I invited coffee expert Oliver Strand to enjoy a cup of Astronaut coffee. (The coffee goes on and off Round K’s menu, based on Byeon’s roasting schedule. He’s also selling 60-gram packages, good for two servings, for $50.) Strand has visited roasters and farms around the world and writes about coffee for such publications as the New York Times. This would be the priciest coffee he’s tasted that he didn’t brew himself. At home, Strand has prepared Geisha coffee, a comparably pricey strain of Ethiopian beans grown in South America described as having notes of bergamot and citrus.
There’s been a rush to copycat Geisha in countries such as Brazil. Even if the result isn’t amazing, the label means that farmers—and coffee bars—can double their prices. “Everyone wants Geisha now,” says Strand. When the coffee first became popular about a dozen years ago, the biggest buyers were in the United States and Europe. Now the market is biggest in Asia, specifically Korea, China, Taiwan, and Japan. Strand says this is partly a Starbucks Corp. effect.

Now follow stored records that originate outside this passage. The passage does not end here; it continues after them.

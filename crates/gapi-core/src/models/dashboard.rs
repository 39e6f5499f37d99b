use chrono::{DateTime, Utc};
use serde::{Deserialize, Serialize};
use serde_json::{Map, Value};

#[derive(Debug, Clone, Default, Serialize, Deserialize)]
#[serde(rename_all = "camelCase", default)]
pub struct DashboardMeta {
    pub is_starred: bool,
    pub slug: String,
    pub version: Option<i64>,
    pub created: Option<DateTime<Utc>>,
    pub updated: Option<DateTime<Utc>>,
}

/// A stored dashboard: server metadata plus the opaque JSON model.
#[derive(Debug, Clone, Default, Serialize, Deserialize)]
pub struct Dashboard {
    #[serde(default)]
    pub meta: DashboardMeta,
    #[serde(rename = "dashboard", default)]
    pub model: Map<String, Value>,
}

impl Dashboard {
    pub fn title(&self) -> Option<&str> {
        self.model.get("title").and_then(Value::as_str)
    }
}

pub type DashboardList = Vec<DashboardEntry>;

/// One hit from `/api/search`.
#[derive(Debug, Clone, Default, Serialize, Deserialize)]
#[serde(rename_all = "camelCase", default)]
pub struct DashboardEntry {
    pub id: i64,
    pub title: String,
    pub uri: String,
    #[serde(rename = "type")]
    pub kind: String,
    pub tags: Vec<String>,
    pub is_starred: bool,
}

impl DashboardEntry {
    /// Slug part of the entry's `db/<slug>` URI.
    pub fn slug(&self) -> &str {
        self.uri.rsplit('/').next().unwrap_or(&self.uri)
    }
}

#[derive(Debug, Clone, Default, Serialize, Deserialize)]
#[serde(default)]
pub struct DashboardSaveResponse {
    pub slug: String,
    pub status: String,
    pub version: i64,
    pub message: String,
}

#[derive(Debug, Clone, Default, Serialize, Deserialize)]
#[serde(rename_all = "camelCase", default)]
pub struct DashboardImportResponse {
    pub message: String,
    pub title: String,
    pub imported_uri: String,
    pub slug: String,
}

/// Binds a templated import placeholder (e.g. `DS_PROMETHEUS`) to a value.
#[derive(Debug, Clone, PartialEq, Eq, Serialize, Deserialize)]
#[serde(rename_all = "camelCase")]
pub struct DashboardImportInput {
    pub name: String,
    #[serde(rename = "type")]
    pub kind: String,
    pub plugin_id: String,
    pub value: String,
}

/// Filter for dashboard search. An empty query lists everything.
#[derive(Debug, Clone, Default, PartialEq, Eq)]
pub struct SearchQuery {
    pub query: Option<String>,
    pub tags: Vec<String>,
    pub starred: Option<bool>,
}

impl SearchQuery {
    pub fn text(query: impl Into<String>) -> Self {
        Self {
            query: Some(query.into()),
            ..Self::default()
        }
    }

    pub fn with_tag(mut self, tag: impl Into<String>) -> Self {
        self.tags.push(tag.into());
        self
    }

    pub fn starred(mut self, starred: bool) -> Self {
        self.starred = Some(starred);
        self
    }

    /// Query string pairs; `tag` repeats once per tag.
    pub(crate) fn to_pairs(&self) -> Vec<(&'static str, String)> {
        let mut pairs = Vec::new();
        if let Some(ref query) = self.query {
            pairs.push(("query", query.clone()));
        }
        for tag in &self.tags {
            pairs.push(("tag", tag.clone()));
        }
        if let Some(starred) = self.starred {
            pairs.push(("starred", starred.to_string()));
        }
        pairs
    }
}

/// Body for `POST /api/dashboards/db`.
#[derive(Debug, Serialize)]
pub(crate) struct SaveDashboardRequest<'a> {
    pub dashboard: &'a Map<String, Value>,
    pub overwrite: bool,
}

/// Body for `POST /api/dashboards/import`.
#[derive(Debug, Serialize)]
pub(crate) struct ImportDashboardRequest<'a> {
    pub dashboard: &'a Map<String, Value>,
    pub overwrite: bool,
    pub inputs: &'a [DashboardImportInput],
}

“In America, Starbucks has established the cost of a cup of coffee at $3 to $5. Some people will pay more, but it’s hard to move far beyond that. In China, they treat a $100 cup of coffee as another luxury good, like a belt or a handbag. They’re not comparing it to another cup of coffee; they’re comparing it to a nice steak.” Likewise in Japan, a tiny bag of beans can be presented as a gift, not unlike a perfect $200 melon.
The Verdict
Strand and I sat at Round K’s six-seat counter, letting our cup of Astronaut coffee cool so the flavors could come through fully. It was light, dirty brown, with a soft, fruity scent. The flavor was tangy and suggested licorice, especially soft compared to Round K’s standard pour-over, which is made from the same (Earthbound) Colombian beans and costs $5.
Strand’s judgment: The coffee isn’t worth $50—at least to him. “It might be worth $50 to someone else. Value is in the eye of the beholder. You’re paying for the idea, and it is a pretty cup of coffee,” he tells me. Personally, I preferred the egg cappuccino ($6.50), an incredibly rich, velvety affair with a yolk whisked into the hot espresso, plus a thin layer of sweet whipped cream and a dusting of bitter cocoa. I ordered a second.
This article was provided by Bloomberg News.